▶ Task objective
Retype the whole listing that follows, with nothing added or left out.

···

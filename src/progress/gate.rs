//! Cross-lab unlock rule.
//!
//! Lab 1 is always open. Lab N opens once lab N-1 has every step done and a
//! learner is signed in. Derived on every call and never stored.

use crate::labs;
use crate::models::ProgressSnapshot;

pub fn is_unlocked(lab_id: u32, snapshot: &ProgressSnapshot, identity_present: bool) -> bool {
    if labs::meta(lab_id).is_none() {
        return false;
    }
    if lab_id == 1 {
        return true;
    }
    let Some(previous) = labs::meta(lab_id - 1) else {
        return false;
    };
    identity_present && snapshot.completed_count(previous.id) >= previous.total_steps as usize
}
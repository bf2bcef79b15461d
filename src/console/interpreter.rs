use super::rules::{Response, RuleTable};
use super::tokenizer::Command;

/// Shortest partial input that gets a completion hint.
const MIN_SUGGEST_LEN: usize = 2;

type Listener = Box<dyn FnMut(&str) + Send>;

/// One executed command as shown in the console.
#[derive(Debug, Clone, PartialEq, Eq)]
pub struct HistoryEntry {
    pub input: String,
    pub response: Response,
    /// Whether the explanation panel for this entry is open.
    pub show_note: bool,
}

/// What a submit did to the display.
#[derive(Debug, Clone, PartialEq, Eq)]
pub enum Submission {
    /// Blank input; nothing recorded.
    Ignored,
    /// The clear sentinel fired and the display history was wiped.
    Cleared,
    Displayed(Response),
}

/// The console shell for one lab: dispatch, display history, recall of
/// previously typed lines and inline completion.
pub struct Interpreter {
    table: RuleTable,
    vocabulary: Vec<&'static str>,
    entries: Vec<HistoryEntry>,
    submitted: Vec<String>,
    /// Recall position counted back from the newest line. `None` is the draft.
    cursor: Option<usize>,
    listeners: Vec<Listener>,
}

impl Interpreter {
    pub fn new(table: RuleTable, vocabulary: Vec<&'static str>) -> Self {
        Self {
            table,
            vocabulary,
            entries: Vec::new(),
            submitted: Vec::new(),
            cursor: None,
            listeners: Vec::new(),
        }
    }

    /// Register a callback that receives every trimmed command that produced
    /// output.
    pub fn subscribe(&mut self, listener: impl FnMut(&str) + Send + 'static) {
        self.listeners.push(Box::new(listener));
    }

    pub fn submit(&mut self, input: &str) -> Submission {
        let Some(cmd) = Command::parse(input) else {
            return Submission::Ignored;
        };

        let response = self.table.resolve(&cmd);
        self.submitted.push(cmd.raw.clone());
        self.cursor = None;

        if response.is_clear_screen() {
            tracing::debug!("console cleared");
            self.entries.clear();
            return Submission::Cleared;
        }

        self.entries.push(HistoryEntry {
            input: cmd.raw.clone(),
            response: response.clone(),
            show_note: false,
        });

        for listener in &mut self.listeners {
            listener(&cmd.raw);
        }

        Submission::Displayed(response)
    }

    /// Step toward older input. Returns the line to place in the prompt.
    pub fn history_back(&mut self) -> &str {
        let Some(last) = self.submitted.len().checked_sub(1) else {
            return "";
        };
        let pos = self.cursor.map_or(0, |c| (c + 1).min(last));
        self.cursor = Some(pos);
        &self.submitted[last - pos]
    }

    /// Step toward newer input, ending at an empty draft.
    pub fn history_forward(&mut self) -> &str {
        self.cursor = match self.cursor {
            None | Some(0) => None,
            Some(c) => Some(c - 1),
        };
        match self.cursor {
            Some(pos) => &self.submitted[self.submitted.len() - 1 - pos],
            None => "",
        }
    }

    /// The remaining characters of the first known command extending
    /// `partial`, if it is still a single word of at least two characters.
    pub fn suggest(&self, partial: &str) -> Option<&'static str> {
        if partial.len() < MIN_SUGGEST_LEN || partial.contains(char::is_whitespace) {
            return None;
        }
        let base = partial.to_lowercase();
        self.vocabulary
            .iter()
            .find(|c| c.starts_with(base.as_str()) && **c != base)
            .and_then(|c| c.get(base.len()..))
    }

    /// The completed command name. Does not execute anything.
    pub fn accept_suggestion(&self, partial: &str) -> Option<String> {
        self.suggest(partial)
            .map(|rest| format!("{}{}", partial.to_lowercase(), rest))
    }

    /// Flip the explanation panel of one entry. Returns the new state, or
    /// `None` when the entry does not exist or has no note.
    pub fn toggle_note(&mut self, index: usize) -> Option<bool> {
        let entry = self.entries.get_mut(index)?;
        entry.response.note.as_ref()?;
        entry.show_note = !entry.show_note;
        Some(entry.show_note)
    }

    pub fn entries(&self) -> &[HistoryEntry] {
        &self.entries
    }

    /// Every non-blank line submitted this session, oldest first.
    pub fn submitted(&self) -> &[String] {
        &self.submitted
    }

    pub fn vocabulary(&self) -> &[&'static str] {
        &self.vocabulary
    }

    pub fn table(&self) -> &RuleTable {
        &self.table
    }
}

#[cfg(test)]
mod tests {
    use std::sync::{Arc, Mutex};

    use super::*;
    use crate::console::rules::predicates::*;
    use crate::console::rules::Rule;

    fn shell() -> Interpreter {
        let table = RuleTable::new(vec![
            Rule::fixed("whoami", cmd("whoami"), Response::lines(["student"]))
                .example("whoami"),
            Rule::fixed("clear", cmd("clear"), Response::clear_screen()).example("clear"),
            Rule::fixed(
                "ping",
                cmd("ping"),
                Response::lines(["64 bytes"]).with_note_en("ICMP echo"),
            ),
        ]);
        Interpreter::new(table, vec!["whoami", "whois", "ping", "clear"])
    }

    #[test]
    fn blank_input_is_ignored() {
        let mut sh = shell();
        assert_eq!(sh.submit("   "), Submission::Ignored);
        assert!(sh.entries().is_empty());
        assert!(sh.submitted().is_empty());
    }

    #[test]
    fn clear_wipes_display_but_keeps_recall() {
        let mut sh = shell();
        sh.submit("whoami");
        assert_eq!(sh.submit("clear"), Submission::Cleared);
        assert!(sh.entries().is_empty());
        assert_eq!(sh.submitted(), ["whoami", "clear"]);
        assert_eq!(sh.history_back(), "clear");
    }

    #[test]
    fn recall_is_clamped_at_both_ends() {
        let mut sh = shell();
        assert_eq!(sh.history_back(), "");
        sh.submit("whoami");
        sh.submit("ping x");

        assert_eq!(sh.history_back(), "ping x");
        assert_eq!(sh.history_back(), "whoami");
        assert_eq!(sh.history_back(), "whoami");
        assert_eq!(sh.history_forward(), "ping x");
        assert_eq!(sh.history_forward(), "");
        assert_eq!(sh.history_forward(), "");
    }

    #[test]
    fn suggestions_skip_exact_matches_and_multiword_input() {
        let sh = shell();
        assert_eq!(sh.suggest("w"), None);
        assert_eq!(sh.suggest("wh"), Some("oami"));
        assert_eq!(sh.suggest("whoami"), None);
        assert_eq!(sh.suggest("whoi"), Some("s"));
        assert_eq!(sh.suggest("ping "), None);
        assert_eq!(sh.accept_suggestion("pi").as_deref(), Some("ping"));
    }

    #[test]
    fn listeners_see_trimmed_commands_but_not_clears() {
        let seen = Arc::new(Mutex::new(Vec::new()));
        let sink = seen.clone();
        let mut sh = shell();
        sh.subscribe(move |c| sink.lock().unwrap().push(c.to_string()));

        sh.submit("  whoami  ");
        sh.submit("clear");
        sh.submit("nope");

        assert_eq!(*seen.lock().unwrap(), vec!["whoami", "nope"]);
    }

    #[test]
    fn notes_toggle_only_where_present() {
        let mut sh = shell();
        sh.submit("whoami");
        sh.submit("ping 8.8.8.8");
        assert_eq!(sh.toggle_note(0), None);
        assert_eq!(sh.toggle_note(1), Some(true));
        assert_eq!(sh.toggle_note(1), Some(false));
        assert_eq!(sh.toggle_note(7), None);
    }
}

···

▶ Exercise solution
filename src/progress/gate.rs
//! Cross-lab unlock rule.
//!
//! Lab 1 is always open. Lab N opens once lab N-1 has every step done and a
//! learner is signed in. Derived on every call and never stored.

use crate::labs;
use crate::models::ProgressSnapshot;

pub fn is_unlocked(lab_id: u32, snapshot: &ProgressSnapshot, identity_present: bool) -> bool {
    if labs::meta(lab_id).is_none() {
        return false;
    }
    if lab_id == 1 {
        return true;
    }
    let Some(previous) = labs::meta(lab_id - 1) else {
        return false;
    };
    identity_present && snapshot.completed_count(previous.id) >= previous.total_steps as usize
}
repository bf2bcef79b15461d
filename src/console/interpreter.rs
use super::rules::{Response, RuleTable};
use super::tokenizer::Command;

/// Shortest partial input that gets a completion hint.
const MIN_SUGGEST_LEN: usize = 2;

type Listener = Box<dyn FnMut(&str) + Send>;

/// One executed command as shown in the console.
#[derive(Debug, Clone, PartialEq, Eq)]
pub struct HistoryEntry {
    pub input: String,
    pub response: Response,
    /// Whether the explanation panel for this entry is open.
    pub show_note: bool,
}

/// What a submit did to the display.
#[derive(Debug, Clone, PartialEq, Eq)]
pub enum Submission {
    /// Blank input; nothing recorded.
    Ignored,
    /// The clear sentinel fired and the display history was wiped.
    Cleared,
    Displayed(Response),
}

/// The console shell for one lab: dispatch, display history, recall of
/// previously typed lines and inline completion.
pub struct Interpreter {
    table: RuleTable,
    vocabulary: Vec<&'static str>,
    entries: Vec<HistoryEntry>,
    submitted: Vec<String>,
    /// Recall position counted back from the newest line. `None` is the draft.
    cursor: Option<usize>,
    listeners: Vec<Listener>,
}

impl Interpreter {
    pub fn new(table: RuleTable, vocabulary: Vec<&'static str>) -> Self {
        Self {
            table,
            vocabulary,
            entries: Vec::new(),
            submitted: Vec::new(),
            cursor: None,
            listeners: Vec::new(),
        }
    }

    /// Register a callback that receives every trimmed command that produced
    /// output.
    pub fn subscribe(&mut self, listener: impl FnMut(&str) + Send + 'static) {
        self.listeners.push(Box::new(listener));
    }

    pub fn submit(&mut self, input: &str) -> Submission {
        let Some(cmd) = Command::parse(input) else {
            return Submission::Ignored;
        };

        let response = self.table.resolve(&cmd);
        self.submitted.push(cmd.raw.clone());
        self.cursor = None;

        if response.is_clear_screen() {
            tracing::debug!("console cleared");
            self.entries.clear();
            return Submission::Cleared;
        }

        self.entries.push(HistoryEntry {
            input: cmd.raw.clone(),
            response: response.clone(),
            show_note: false,
        });

        for listener in &mut self.listeners {
            listener(&cmd.raw);
        }

        Submission::Displayed(response)
    }

    /// Step toward older input. Returns the line to place in the prompt.
    pub fn history_back(&mut self) -> &str {
        let Some(last) = self.submitted.len().checked_sub(1) else {
            return "";
        };
        let pos = self.cursor.map_or(0, |c| (c + 1).min(last));
        self.cursor = Some(pos);
        &self.submitted[last - pos]
    }

    /// Step toward newer input, ending at an empty draft.
    pub fn history_forward(&mut self) -> &str {
        self.cursor = match self.cursor {
            None | Some(0) => None,
            Some(c) => Some(c - 1),
        };
        match self.cursor {
            Some(pos) => &self.submitted[self.submitted.len() - 1 - pos],
            None => "",
        }
    }

    /// The remaining characters of the first known command extending
    /// `partial`, if it is still a single word of at least two characters.
    pub fn suggest(&self, partial: &str) -> Option<&'static str> {
        if partial.len() < MIN_SUGGEST_LEN || partial.contains(char::is_whitespace) {
            return None;
        }
        let base = partial.to_lowercase();
        self.vocabulary
            .iter()
            .find(|c| c.starts_with(base.as_str()) && **c != base)
            .and_then(|c| c.get(base.len()..))
    }

    /// The completed command name. Does not execute anything.
    pub fn accept_suggestion(&self, partial: &str) -> Option<String> {
        self.suggest(partial)
            .map(|rest| format!("{}{}", partial.to_lowercase(), rest))
    }

    /// Flip the explanation panel of one entry. Returns the new state, or
    /// `None` when the entry does not exist or has no note.
    pub fn toggle_note(&mut self, index: usize) -> Option<bool> {
        let entry = self.entries.get_mut(index)?;
        entry.response.note.as_ref()?;
        entry.show_note = !entry.show_note;
        Some(entry.show_note)
    }

    pub fn entries(&self) -> &[HistoryEntry] {
        &self.entries
    }

    /// Every non-blank line submitted this session, oldest first.
    pub fn submitted(&self) -> &[String] {
        &self.submitted
    }

    pub fn vocabulary(&self) -> &[&'static str] {
        &self.vocabulary
    }

    pub fn table(&self) -> &RuleTable {
        &self.table
    }
}

#[cfg(test)]
mod tests {
    use std::sync::{Arc, Mutex};

    use super::*;
    use crate::console::rules::predicates::*;
    use crate::console::rules::Rule;

    fn shell() -> Interpreter {
        let table = RuleTable::new(vec![
            Rule::fixed("whoami", cmd("whoami"), Response::lines(["student"]))
                .example("whoami"),
            Rule::fixed("clear", cmd("clear"), Response::clear_screen()).example("clear"),
            Rule::fixed(
                "ping",
                cmd("ping"),
                Response::lines(["64 bytes"]).with_note_en("ICMP echo"),
            ),
        ]);
        Interpreter::new(table, vec!["whoami", "whois", "ping", "clear"])
    }

    #[test]
    fn blank_input_is_ignored() {
        let mut sh = shell();
        assert_eq!(sh.submit("   "), Submission::Ignored);
        assert!(sh.entries().is_empty());
        assert!(sh.submitted().is_empty());
    }

    #[test]
    fn clear_wipes_display_but_keeps_recall() {
        let mut sh = shell();
        sh.submit("whoami");
        assert_eq!(sh.submit("clear"), Submission::Cleared);
        assert!(sh.entries().is_empty());
        assert_eq!(sh.submitted(), ["whoami", "clear"]);
        assert_eq!(sh.history_back(), "clear");
    }

    #[test]
    fn recall_is_clamped_at_both_ends() {
        let mut sh = shell();
        assert_eq!(sh.history_back(), "");
        sh.submit("whoami");
        sh.submit("ping x");

        assert_eq!(sh.history_back(), "ping x");
        assert_eq!(sh.history_back(), "whoami");
        assert_eq!(sh.history_back(), "whoami");
        assert_eq!(sh.history_forward(), "ping x");
        assert_eq!(sh.history_forward(), "");
        assert_eq!(sh.history_forward(), "");
    }

    #[test]
    fn suggestions_skip_exact_matches_and_multiword_input() {
        let sh = shell();
        assert_eq!(sh.suggest("w"), None);
        assert_eq!(sh.suggest("wh"), Some("oami"));
        assert_eq!(sh.suggest("whoami"), None);
        assert_eq!(sh.suggest("whoi"), Some("s"));
        assert_eq!(sh.suggest("ping "), None);
        assert_eq!(sh.accept_suggestion("pi").as_deref(), Some("ping"));
    }

    #[test]
    fn listeners_see_trimmed_commands_but_not_clears() {
        let seen = Arc::new(Mutex::new(Vec::new()));
        let sink = seen.clone();
        let mut sh = shell();
        sh.subscribe(move |c| sink.lock().unwrap().push(c.to_string()));

        sh.submit("  whoami  ");
        sh.submit("clear");
        sh.submit("nope");

        assert_eq!(*seen.lock().unwrap(), vec!["whoami", "nope"]);
    }

    #[test]
    fn notes_toggle_only_where_present() {
        let mut sh = shell();
        sh.submit("whoami");
        sh.submit("ping 8.8.8.8");
        assert_eq!(sh.toggle_note(0), None);
        assert_eq!(sh.toggle_note(1), Some(true));
        assert_eq!(sh.toggle_note(1), Some(false));
        assert_eq!(sh.toggle_note(7), None);
    }
}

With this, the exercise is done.